→ **PROBLEM DETAILS**:
Show every line from the data below that includes "InitConfig".

→ **LISTED RECORDS**:
▼

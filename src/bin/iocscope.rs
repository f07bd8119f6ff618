//! CLI binary for iocscope.
//!
//! Every command writes JSON to stdout. All tracing output goes to stderr
//! so that stdout can be piped straight into other tools.

use std::path::{Path, PathBuf};
use std::process::ExitCode;

use anyhow::{Context, bail};
use clap::{Parser, Subcommand};
use iocscope::{IocScope, ScopeConfig, ScopeError};
use serde::Serialize;
use tracing_subscriber::EnvFilter;

/// Exit code when at least one indicator could not be classified.
const EXIT_UNCLASSIFIED: u8 = 2;

/// iocscope: multi-source threat-intelligence verdicts for IOCs.
#[derive(Parser)]
#[command(name = "iocscope", version, about)]
struct Cli {
    /// Path to TOML configuration file.
    #[arg(short, long, global = true)]
    config: Option<PathBuf>,

    /// Emit logs as JSON lines on stderr.
    #[arg(long, global = true)]
    json_logs: bool,

    /// Subcommand to run.
    #[command(subcommand)]
    command: Command,
}

/// Available commands.
#[derive(Subcommand)]
enum Command {
    /// Analyze one or more indicators.
    Analyze {
        /// URLs, domains, IP addresses, file hashes or email addresses.
        #[arg(required = true)]
        indicators: Vec<String>,
    },

    /// Analyze indicators read one per line from a file or stdin.
    Batch {
        /// Input file (default: stdin). Blank lines and `#` comments are skipped.
        #[arg(short, long)]
        file: Option<PathBuf>,
    },

    /// Show registered providers and whether they have credentials.
    Providers,

    /// Write a default configuration file.
    InitConfig {
        /// Overwrite an existing file.
        #[arg(long)]
        force: bool,
    },
}

/// JSON shape of an indicator that failed to classify.
#[derive(Serialize)]
struct ClassificationFailure<'a> {
    indicator: &'a str,
    error: &'static str,
    message: String,
}

#[tokio::main]
async fn main() -> anyhow::Result<ExitCode> {
    let cli = Cli::parse();
    init_tracing(cli.json_logs);

    if let Command::InitConfig { force } = cli.command {
        return init_config(cli.config.as_deref(), force);
    }

    let config = ScopeConfig::load(cli.config.as_deref()).context("failed to load config")?;
    let service = IocScope::from_config(config).context("invalid configuration")?;

    match cli.command {
        Command::Analyze { indicators } => analyze(&service, &indicators).await,
        Command::Batch { file } => batch(&service, file.as_deref()).await,
        Command::Providers => {
            print_json(&service.provider_status())?;
            Ok(ExitCode::SUCCESS)
        }
        Command::InitConfig { .. } => Ok(ExitCode::SUCCESS),
    }
}

fn init_tracing(json: bool) {
    let filter = EnvFilter::try_from_default_env()
        .unwrap_or_else(|_| EnvFilter::new("iocscope=info,ioc_intel=info"));
    let builder = tracing_subscriber::fmt()
        .with_writer(std::io::stderr)
        .with_env_filter(filter);
    if json {
        builder.json().init();
    } else {
        builder.init();
    }
}

async fn analyze(service: &IocScope, indicators: &[String]) -> anyhow::Result<ExitCode> {
    let mut documents = Vec::with_capacity(indicators.len());
    let mut unclassified = false;

    for raw in indicators {
        match service.analyze(raw).await {
            Ok(report) => documents.push(serde_json::to_value(&report)?),
            Err(ScopeError::Classification(err)) => {
                unclassified = true;
                tracing::warn!(error = %err, "indicator could not be classified");
                documents.push(serde_json::to_value(ClassificationFailure {
                    indicator: raw,
                    error: err.code(),
                    message: err.to_string(),
                })?);
            }
            Err(other) => return Err(other.into()),
        }
    }

    match documents.as_slice() {
        [single] => print_json(single)?,
        _ => print_json(&documents)?,
    }

    Ok(if unclassified {
        ExitCode::from(EXIT_UNCLASSIFIED)
    } else {
        ExitCode::SUCCESS
    })
}

async fn batch(service: &IocScope, file: Option<&Path>) -> anyhow::Result<ExitCode> {
    let input = match file {
        Some(path) => std::fs::read_to_string(path)
            .with_context(|| format!("failed to read {}", path.display()))?,
        None => std::io::read_to_string(std::io::stdin()).context("failed to read stdin")?,
    };
    let indicators = parse_batch_input(&input);

    let report = service.analyze_batch(indicators).await?;
    print_json(&report)?;

    Ok(if report.failed.is_empty() {
        ExitCode::SUCCESS
    } else {
        ExitCode::from(EXIT_UNCLASSIFIED)
    })
}

fn init_config(explicit: Option<&Path>, force: bool) -> anyhow::Result<ExitCode> {
    let path = explicit
        .map(Path::to_path_buf)
        .unwrap_or_else(ScopeConfig::default_config_path);
    if path.exists() && !force {
        bail!("{} already exists (use --force to overwrite)", path.display());
    }

    ScopeConfig::default().save_to_file(&path)?;
    tracing::info!(path = %path.display(), "wrote default configuration");
    print_json(&serde_json::json!({ "written": path }))?;
    Ok(ExitCode::SUCCESS)
}

/// One indicator per line; blank lines and `#` comments are skipped.
fn parse_batch_input(input: &str) -> Vec<String> {
    input
        .lines()
        .map(str::trim)
        .filter(|line| !line.is_empty() && !line.starts_with('#'))
        .map(str::to_owned)
        .collect()
}

fn print_json<T: Serialize + ?Sized>(value: &T) -> anyhow::Result<()> {
    println!("{}", serde_json::to_string_pretty(value)?);
    Ok(())
}

#[cfg(test)]
mod tests {
    use super::*;

    #[test]
    fn batch_input_skips_blanks_and_comments() {
        let input = "# feed export\n8.8.8.8\n\n   \n  evil.example.com  \n#disabled.example\n";
        assert_eq!(parse_batch_input(input), ["8.8.8.8", "evil.example.com"]);
    }

    #[test]
    fn cli_parses_global_flags_after_subcommand() {
        let cli = Cli::try_parse_from(["iocscope", "analyze", "8.8.8.8", "--json-logs"])
            .expect("parse");
        assert!(cli.json_logs);
        assert!(matches!(cli.command, Command::Analyze { ref indicators } if indicators.len() == 1));
    }

    #[test]
    fn analyze_requires_an_indicator() {
        assert!(Cli::try_parse_from(["iocscope", "analyze"]).is_err());
    }

    #[test]
    fn init_config_refuses_to_overwrite() {
        let dir = tempfile::tempdir().expect("tempdir");
        let path = dir.path().join("config.toml");
        std::fs::write(&path, "").expect("write");

        assert!(init_config(Some(&path), false).is_err());
        assert!(init_config(Some(&path), true).is_ok());
        assert!(ScopeConfig::from_file(&path).is_ok());
    }
}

▲

→ **EXPECTED OUTPUT**:
    InitConfig {
    if let Command::InitConfig { force } = cli.command {
        Command::InitConfig { .. } => Ok(ExitCode::SUCCESS),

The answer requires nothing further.